TransUnion observed an influx in shipping fraud in 2021, resulting in a 780.5% year-over-year (YoY) global increase. When compared to a two-year timeframe from 2019 to 2021, TransUnion data shows shipping fraud grew more than 1,500+%.
Shipping fraud – defined as when a buyer spoofs a shipping address or when a seller receives payment for goods or services, but never ships to the buyer – has quickly emerged as one of the top fraud types across a variety of industries. This issue, however, was most prominent in the logistics industry where consumers purchase goods online and are then reliant on third-party carriers for transportation and delivery of items.

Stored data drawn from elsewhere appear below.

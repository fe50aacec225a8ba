//! `DatabaseContext` (§4.8): the object that owns every cache, proxy
//! handle, and background task a running client needs, and the one place
//! `set_option` and status/health readers live.
//!
//! Everything a `Transaction` actually touches during a read or commit
//! lives in `fathom-txn`; this crate is the wiring and bookkeeping layer
//! above it — metadata-version ring, telemetry counters, TSS registry,
//! transaction-default options, cluster-descriptor bookkeeping.

mod context;
mod counters;
mod metadata;

pub use context::{ClusterDescriptor, DatabaseContext, DatabaseStatus};
pub use counters::{Counters, CountersSnapshot};
pub use metadata::MetadataVersionRing;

“As consumers shifted from brick-and-mortar retailers to e-commerce platforms over the course of the pandemic, fraudsters gravitated toward where consumers were increasingly spending both time and money,” said Shai Cohen, senior vice president and global head of fraud solutions at TransUnion. “Online shopping has become the ‘new normal’ on a global scale and as a result, the propensity for shipping fraud has also increased.”
As consumer adoption of digital channels has continued to accelerate, the global rate for all types of suspected digital fraud attempts increased 9.4% YoY from 2020 to 2021 and 52.2% from 2019 to 2021. In addition to shipping fraud, other types of fraud that experienced large increases when comparing 2020 to 2021 include business identity theft (+113.8%) and identity mining / phishing attempts (+104.8%) which both showed high rates of annual growth. According to TransUnion’s recent survey of 12,500 adults worldwide, 62% of consumers reported identity theft as their greatest concern when it comes to digital fraud.